**What to work on:** Count the lines below that contain the word "when" and give only the number.
[[ Data supplied open ]]
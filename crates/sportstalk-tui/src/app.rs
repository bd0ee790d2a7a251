//! Application state and update logic for the sportstalk TUI.

use crate::conversation::{TranscriptScroll, SCROLL_SPEED};
use crate::event::Action;
use crate::theme::Theme;
use crate::widgets::TextInputState;
use sportstalk_engine::{AskError, Conversation, ConversationError, Turn};
use tracing::{debug, warn};

/// Notice shown when Enter is pressed while an answer is outstanding.
pub const BUSY_NOTICE: &str = "Waiting for the current answer...";

/// Lines moved per PgUp/PgDn.
const PAGE_LINES: usize = 10;

/// Application state.
#[derive(Debug)]
pub struct App {
    /// Whether the app should quit.
    pub should_quit: bool,

    /// Transcript and request state.
    pub conversation: Conversation,

    /// Message being composed.
    pub input: TextInputState,

    /// Transcript scroll position.
    pub scroll: TranscriptScroll,

    /// Color palette.
    pub theme: Theme,

    /// One-line status shown in the footer.
    pub notice: Option<String>,
}

impl App {
    /// Create a new app with an empty conversation.
    pub fn new(theme: Theme) -> Self {
        Self {
            should_quit: false,
            conversation: Conversation::new(),
            input: TextInputState::new(),
            scroll: TranscriptScroll::new(),
            theme,
            notice: None,
        }
    }

    /// Whether an answer is outstanding.
    pub fn is_pending(&self) -> bool {
        self.conversation.is_pending()
    }

    /// Handle an action.
    ///
    /// Returns the turn to send when the action submitted a question.
    pub fn handle_action(&mut self, action: Action) -> Option<Turn> {
        match action {
            Action::Quit => self.should_quit = true,
            Action::Submit => return self.submit_input(),
            Action::Newline => self.input.insert('\n'),
            Action::Insert(c) => self.input.insert(c),
            Action::Backspace => self.input.backspace(),
            Action::Delete => self.input.delete(),
            Action::Left => self.input.move_left(),
            Action::Right => self.input.move_right(),
            Action::Home => self.input.move_home(),
            Action::End => self.input.move_end(),
            Action::Up => {
                if self.input.is_empty() || self.input.is_browsing_history() {
                    self.input.history_prev();
                } else {
                    self.scroll.scroll_up(1);
                }
            }
            Action::Down => {
                if self.input.is_browsing_history() {
                    self.input.history_next();
                } else {
                    self.scroll.scroll_down(1);
                }
            }
            Action::PageUp => self.scroll.scroll_up(PAGE_LINES),
            Action::PageDown => self.scroll.scroll_down(PAGE_LINES),
            Action::ScrollUp => self.scroll.scroll_up(SCROLL_SPEED),
            Action::ScrollDown => self.scroll.scroll_down(SCROLL_SPEED),
            Action::None => {}
        }
        None
    }

    /// Try to send the input buffer.
    ///
    /// Blank input is ignored. While an answer is outstanding the buffer is
    /// kept and a notice is shown instead.
    fn submit_input(&mut self) -> Option<Turn> {
        match self.conversation.begin_turn(self.input.content()) {
            Ok(Some(turn)) => {
                self.input.submit();
                self.scroll.follow();
                self.notice = None;
                debug!(messages = self.conversation.len(), "question submitted");
                Some(turn)
            }
            Ok(None) => None,
            Err(ConversationError::Busy) => {
                self.notice = Some(BUSY_NOTICE.to_string());
                None
            }
            Err(e) => {
                warn!(error = %e, "unexpected conversation state");
                None
            }
        }
    }

    /// Record the outcome of the outstanding request.
    pub fn apply_outcome(&mut self, outcome: Result<String, AskError>) {
        if let Err(e) = self.conversation.complete_turn(outcome) {
            warn!(error = %e, "dropping stale answer");
            return;
        }
        self.notice = None;
        self.scroll.follow();
    }
}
[[ Data supplied closed ]]
**Answer to this task:** 2